Kriegsdokumentation in Archiven

Um den Alltag, die Probleme und auch die (Umwelt-)Zerstörungen an der Frontlinie der Habsburgerseite aufzuarbeiten, verbringt das Team um Jobst viel Zeit in Archiven, etwa im österreichischen Staatsarchiv oder in der die Nationalbibliothek. "Wir haben das Glück, dass wir hier in Wien großartiges Quellenmaterial vorfinden, aber auch in den polnischen Archiven gibt es interessantes Material", sagt die Osteuropahistorikerin. Insbesondere die Aufzeichnungen der Habsburgerarmee sind unglaublich detailliert. "Man macht sich ja gar keine Vorstellungen davon, was eine Armee alles aufschreibt", ergänzt Zeit- und Militärhistorikerin Kerstin von Lingen, Co-Projektleiterin.

Grabsteine für treue Weggefährten

Im Zuge der Archivaufarbeitung haben sich mehrere Themenkomplexe herausgebildet, wie z.B. sanitäre Versorgung, Umweltzerstörungen oder Mensch-Tierbeziehungen. Die Schlachten führten oft zu tausenden Kriegsopfern an nur einem einzigen Tag. Wurden zu Kriegsbeginn oft noch Grabsteine für die treuen Kampfgefährten errichtet, findet man diese im Kriegsverlauf immer weniger, einfach weil der Aufwand zu groß war. "Da musste überlegt werden, wo die Soldaten bestattet werden können, sodass sie nicht die Ressourcen ihrer eigenen Truppen gefährden, zum Beispiel durch das Grundwasser", erklärt Kerstin von Lingen.

Aber auch die Bestattung von Tieren war ein großes Thema an der Front.
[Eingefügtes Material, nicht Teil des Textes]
//! Burndown services

use crate::burndown::{self, BurndownData};
use crate::core::{AppError, AppState};
use crate::repositories::Read;
use axum::extract::{Json, Path, State};
use std::sync::Arc;
use tracing::{debug, instrument};

/// Computes the chart of a sprint from its current tasks and caches it
async fn recompute(state: &AppState, sprint_id: i64) -> Result<BurndownData, AppError> {
    let sprint = state
        .sprint
        .read(&sprint_id)
        .await?
        .ok_or_else(|| AppError::not_found("Sprint not found"))?;
    let tasks = state.task.find_by_sprint(sprint_id).await?;
    let data = burndown::compute(&sprint, &tasks)?;
    state.burndown.store(data.clone());
    debug!(points = data.actual_burndown.len(), "Burndown computed");
    Ok(data)
}

#[instrument(skip(state))]
pub async fn get_sprint_burndown(
    State(state): State<Arc<AppState>>,
    Path(sprint_id): Path<i64>,
) -> Result<Json<BurndownData>, AppError> {
    Ok(Json(recompute(&state, sprint_id).await?))
}

/// Refreshes the cached chart after a task of the sprint changed
#[instrument(skip(state))]
pub async fn refresh_after_task(
    State(state): State<Arc<AppState>>,
    Path((sprint_id, task_id)): Path<(i64, i64)>,
) -> Result<Json<BurndownData>, AppError> {
    if state.task.read(&task_id).await?.is_none() {
        return Err(AppError::not_found("Task not found"));
    }
    Ok(Json(recompute(&state, sprint_id).await?))
}
//! Retrospective and template DTOs

use crate::entities::{ActionItem, Retro, RetroCategory, RetroItem, RetroStatus, RetroTemplate};
use lazy_static::lazy_static;
use regex::Regex;
use serde::{Deserialize, Serialize};
use std::collections::HashSet;
use validator::{Validate, ValidationError};

lazy_static! {
    static ref HEX_COLOR_RE: Regex = Regex::new(r"^#[0-9A-Fa-f]{6}$").unwrap();
}

/// Categories must be non-empty, uniquely identified and carry `#rrggbb` colors
pub fn validate_categories(categories: &[RetroCategory]) -> Result<(), ValidationError> {
    if categories.is_empty() {
        return Err(ValidationError::new("categories_empty"));
    }
    let mut seen = HashSet::new();
    for category in categories {
        if category.id.trim().is_empty() || category.name.trim().is_empty() {
            return Err(ValidationError::new("category_blank"));
        }
        if !seen.insert(category.id.as_str()) {
            return Err(ValidationError::new("category_duplicate_id"));
        }
        if !HEX_COLOR_RE.is_match(&category.color) {
            return Err(ValidationError::new("category_color"));
        }
    }
    Ok(())
}

fn validate_category_list(categories: &Vec<RetroCategory>) -> Result<(), ValidationError> {
    validate_categories(categories)
}

#[derive(Serialize, Deserialize, Debug, Clone, Validate)]
pub struct CreateTemplateDTO {
    #[validate(length(min = 1, max = 100))]
    pub name: String,
    #[validate(length(max = 500))]
    pub description: Option<String>,
    #[validate(custom(function = "validate_category_list"))]
    pub categories: Vec<RetroCategory>,
}

#[derive(Serialize, Deserialize, Debug, Clone, Default, Validate)]
pub struct UpdateTemplateDTO {
    #[validate(length(min = 1, max = 100))]
    pub name: Option<String>,
    #[validate(length(max = 500))]
    pub description: Option<String>,
    #[validate(custom(function = "validate_category_list"))]
    pub categories: Option<Vec<RetroCategory>>,
}

#[derive(Serialize, Deserialize, Debug, Clone, Validate)]
pub struct CreateRetroDTO {
    pub sprint_id: Option<i64>,
    #[validate(length(min = 1, max = 200, message = "Retro title must be between 1 and 200 characters"))]
    pub title: String,
    pub template_id: Option<String>,
}

#[derive(Serialize, Deserialize, Debug, Clone)]
pub struct UpdateRetroStatusDTO {
    pub status: RetroStatus,
}

#[derive(Serialize, Deserialize, Debug, Clone, Validate)]
pub struct CreateRetroItemDTO {
    #[validate(length(min = 1, max = 64))]
    pub category_id: String,
    #[validate(length(min = 1, max = 2000, message = "Item content must be between 1 and 2000 characters"))]
    pub content: String,
}

#[derive(Serialize, Deserialize, Debug, Clone, Default, Validate)]
pub struct UpdateRetroItemDTO {
    #[validate(length(min = 1, max = 64))]
    pub category_id: Option<String>,
    #[validate(length(min = 1, max = 2000))]
    pub content: Option<String>,
}

#[derive(Serialize, Deserialize, Debug, Clone, Validate)]
pub struct CreateActionItemDTO {
    #[validate(length(min = 1, max = 2000))]
    pub content: String,
    #[validate(length(max = 100))]
    pub assignee: Option<String>,
}

#[derive(Serialize, Deserialize, Debug, Clone, Default, Validate)]
pub struct UpdateActionItemDTO {
    #[validate(length(min = 1, max = 2000))]
    pub content: Option<String>,
    #[validate(length(max = 100))]
    pub assignee: Option<String>,
    pub done: Option<bool>,
}

/// A retro with everything needed to render or export it
#[derive(Serialize, Deserialize, Debug)]
pub struct RetroDetailsDTO {
    #[serde(flatten)]
    pub retro: Retro,
    pub items: Vec<RetroItem>,
    pub template: Option<RetroTemplate>,
    pub action_items: Vec<ActionItem>,
}

impl RetroDetailsDTO {
    pub fn category_name(&self, category_id: &str) -> &str {
        self.retro
            .categories
            .0
            .iter()
            .find(|c| c.id == category_id)
            .map(|c| c.name.as_str())
            .unwrap_or("")
    }
}
//! ForumRepository - categories, threads and replies

use super::{Create, Read};
use crate::dtos::{
    CreateCategoryDTO, CreateReplyDTO, CreateThreadDTO, PageWindow, ThreadSort, UpdateReplyDTO,
    UpdateThreadDTO,
};
use crate::entities::{ForumCategory, ForumReply, ForumThread};
use chrono::Utc;
use sqlx::{Error, SqlitePool};
use tracing::instrument;

pub struct ForumRepository {
    connection_pool: SqlitePool,
}

fn like_pattern(term: &str) -> String {
    let escaped = term.replace('\\', "\\\\").replace('%', "\\%").replace('_', "\\_");
    format!("%{}%", escaped)
}

impl ForumRepository {
    pub fn new(connection_pool: SqlitePool) -> Self {
        Self { connection_pool }
    }

    // ---- categories ----

    pub async fn find_categories(&self) -> Result<Vec<ForumCategory>, Error> {
        sqlx::query_as::<_, ForumCategory>(
            "SELECT * FROM forum_categories ORDER BY display_order, name",
        )
        .fetch_all(&self.connection_pool)
        .await
    }

    pub async fn read_category(&self, id: i64) -> Result<Option<ForumCategory>, Error> {
        sqlx::query_as::<_, ForumCategory>("SELECT * FROM forum_categories WHERE category_id = ?")
            .bind(id)
            .fetch_optional(&self.connection_pool)
            .await
    }

    // ---- threads ----

    pub async fn count_threads(&self, category_id: i64) -> Result<i64, Error> {
        sqlx::query_scalar("SELECT COUNT(*) FROM forum_threads WHERE category_id = ?")
            .bind(category_id)
            .fetch_one(&self.connection_pool)
            .await
    }

    #[instrument(skip(self))]
    pub async fn find_threads(
        &self,
        category_id: i64,
        sort: ThreadSort,
        window: PageWindow,
    ) -> Result<Vec<ForumThread>, Error> {
        // ORDER BY comes from a closed set of literals, never from user input.
        let sql = format!(
            "SELECT * FROM forum_threads WHERE category_id = ? ORDER BY {} LIMIT ? OFFSET ?",
            sort.order_by()
        );
        sqlx::query_as::<_, ForumThread>(&sql)
            .bind(category_id)
            .bind(window.limit)
            .bind(window.offset())
            .fetch_all(&self.connection_pool)
            .await
    }

    pub async fn create_thread(
        &self,
        author_id: i64,
        data: &CreateThreadDTO,
    ) -> Result<ForumThread, Error> {
        let now = Utc::now();
        sqlx::query_as::<_, ForumThread>(
            r#"
            INSERT INTO forum_threads (category_id, title, content, author_id, views, reply_count,
                                       is_sticky, is_locked, last_reply_at, created_at, updated_at)
            VALUES (?, ?, ?, ?, 0, 0, 0, 0, ?, ?, ?)
            RETURNING *
            "#,
        )
        .bind(data.category_id)
        .bind(&data.title)
        .bind(&data.content)
        .bind(author_id)
        .bind(now)
        .bind(now)
        .bind(now)
        .fetch_one(&self.connection_pool)
        .await
    }

    pub async fn read_thread(&self, id: i64) -> Result<Option<ForumThread>, Error> {
        sqlx::query_as::<_, ForumThread>("SELECT * FROM forum_threads WHERE thread_id = ?")
            .bind(id)
            .fetch_optional(&self.connection_pool)
            .await
    }

    /// Counts a view and returns the thread, `None` if it does not exist
    pub async fn view_thread(&self, id: i64) -> Result<Option<ForumThread>, Error> {
        sqlx::query_as::<_, ForumThread>(
            "UPDATE forum_threads SET views = views + 1 WHERE thread_id = ? RETURNING *",
        )
        .bind(id)
        .fetch_optional(&self.connection_pool)
        .await
    }

    pub async fn update_thread(&self, id: i64, data: &UpdateThreadDTO) -> Result<ForumThread, Error> {
        sqlx::query_as::<_, ForumThread>(
            r#"
            UPDATE forum_threads
            SET title = COALESCE(?, title),
                content = COALESCE(?, content),
                is_sticky = COALESCE(?, is_sticky),
                is_locked = COALESCE(?, is_locked),
                updated_at = ?
            WHERE thread_id = ?
            RETURNING *
            "#,
        )
        .bind(&data.title)
        .bind(&data.content)
        .bind(data.is_sticky)
        .bind(data.is_locked)
        .bind(Utc::now())
        .bind(id)
        .fetch_optional(&self.connection_pool)
        .await?
        .ok_or(Error::RowNotFound)
    }

    /// Replies go with it (ON DELETE CASCADE)
    pub async fn delete_thread(&self, id: i64) -> Result<bool, Error> {
        let result = sqlx::query("DELETE FROM forum_threads WHERE thread_id = ?")
            .bind(id)
            .execute(&self.connection_pool)
            .await?;
        Ok(result.rows_affected() > 0)
    }

    pub async fn count_search(&self, term: &str) -> Result<i64, Error> {
        let pattern = like_pattern(term);
        sqlx::query_scalar(
            r#"
            SELECT COUNT(*) FROM forum_threads
            WHERE title LIKE ? ESCAPE '\' OR content LIKE ? ESCAPE '\'
            "#,
        )
        .bind(&pattern)
        .bind(&pattern)
        .fetch_one(&self.connection_pool)
        .await
    }

    /// Case-insensitive substring match on title or content, newest first
    #[instrument(skip(self))]
    pub async fn search_threads(
        &self,
        term: &str,
        window: PageWindow,
    ) -> Result<Vec<ForumThread>, Error> {
        let pattern = like_pattern(term);
        sqlx::query_as::<_, ForumThread>(
            r#"
            SELECT * FROM forum_threads
            WHERE title LIKE ? ESCAPE '\' OR content LIKE ? ESCAPE '\'
            ORDER BY created_at DESC, thread_id DESC
            LIMIT ? OFFSET ?
            "#,
        )
        .bind(&pattern)
        .bind(&pattern)
        .bind(window.limit)
        .bind(window.offset())
        .fetch_all(&self.connection_pool)
        .await
    }

    // ---- replies ----

    /// Inserts the reply, then bumps the thread counters in a second write
    pub async fn create_reply(
        &self,
        thread_id: i64,
        author_id: i64,
        data: &CreateReplyDTO,
    ) -> Result<ForumReply, Error> {
        let now = Utc::now();
        let reply = sqlx::query_as::<_, ForumReply>(
            r#"
            INSERT INTO forum_replies (thread_id, content, author_id, is_accepted, created_at, updated_at)
            VALUES (?, ?, ?, 0, ?, ?)
            RETURNING *
            "#,
        )
        .bind(thread_id)
        .bind(&data.content)
        .bind(author_id)
        .bind(now)
        .bind(now)
        .fetch_one(&self.connection_pool)
        .await?;

        sqlx::query(
            "UPDATE forum_threads SET reply_count = reply_count + 1, last_reply_at = ? WHERE thread_id = ?",
        )
        .bind(now)
        .bind(thread_id)
        .execute(&self.connection_pool)
        .await?;

        Ok(reply)
    }

    pub async fn find_replies(&self, thread_id: i64) -> Result<Vec<ForumReply>, Error> {
        sqlx::query_as::<_, ForumReply>(
            "SELECT * FROM forum_replies WHERE thread_id = ? ORDER BY created_at, reply_id",
        )
        .bind(thread_id)
        .fetch_all(&self.connection_pool)
        .await
    }

    pub async fn read_reply(&self, id: i64) -> Result<Option<ForumReply>, Error> {
        sqlx::query_as::<_, ForumReply>("SELECT * FROM forum_replies WHERE reply_id = ?")
            .bind(id)
            .fetch_optional(&self.connection_pool)
            .await
    }

    pub async fn update_reply(&self, id: i64, data: &UpdateReplyDTO) -> Result<ForumReply, Error> {
        sqlx::query_as::<_, ForumReply>(
            r#"
            UPDATE forum_replies
            SET content = COALESCE(?, content),
                is_accepted = COALESCE(?, is_accepted),
                updated_at = ?
            WHERE reply_id = ?
            RETURNING *
            "#,
        )
        .bind(&data.content)
        .bind(data.is_accepted)
        .bind(Utc::now())
        .bind(id)
        .fetch_optional(&self.connection_pool)
        .await?
        .ok_or(Error::RowNotFound)
    }

    /// Deletes the reply, then decrements the thread's counter in a second write
    pub async fn delete_reply(&self, reply: &ForumReply) -> Result<(), Error> {
        sqlx::query("DELETE FROM forum_replies WHERE reply_id = ?")
            .bind(reply.reply_id)
            .execute(&self.connection_pool)
            .await?;

        sqlx::query(
            "UPDATE forum_threads SET reply_count = MAX(reply_count - 1, 0) WHERE thread_id = ?",
        )
        .bind(reply.thread_id)
        .execute(&self.connection_pool)
        .await?;
        Ok(())
    }
}

impl Create<ForumCategory, CreateCategoryDTO> for ForumRepository {
    async fn create(&self, data: &CreateCategoryDTO) -> Result<ForumCategory, Error> {
        sqlx::query_as::<_, ForumCategory>(
            r#"
            INSERT INTO forum_categories (name, description, display_order, created_at)
            VALUES (?, ?, ?, ?)
            RETURNING *
            "#,
        )
        .bind(&data.name)
        .bind(&data.description)
        .bind(data.display_order)
        .bind(Utc::now())
        .fetch_one(&self.connection_pool)
        .await
    }
}

impl Read<ForumThread, i64> for ForumRepository {
    async fn read(&self, id: &i64) -> Result<Option<ForumThread>, Error> {
        self.read_thread(*id).await
    }
}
Die Rolle von Tieren in der Kriegsführung, vorwiegend waren es Pferde und Hunde, werde landläufig unterschätzt, sagt von Lingen und zitiert Tagesmeldungen, in denen von bis zu 800 toten Pferden die Rede war. Diese mussten natürlich auch bestattet werden, nicht nur aus Gründen der Würde, auch aus hygienischen Gründen. "Ein verwesendes Pferd ist ja eine tickende Zeitbombe für die Gesundheit der Soldaten", ergänzt Jobst.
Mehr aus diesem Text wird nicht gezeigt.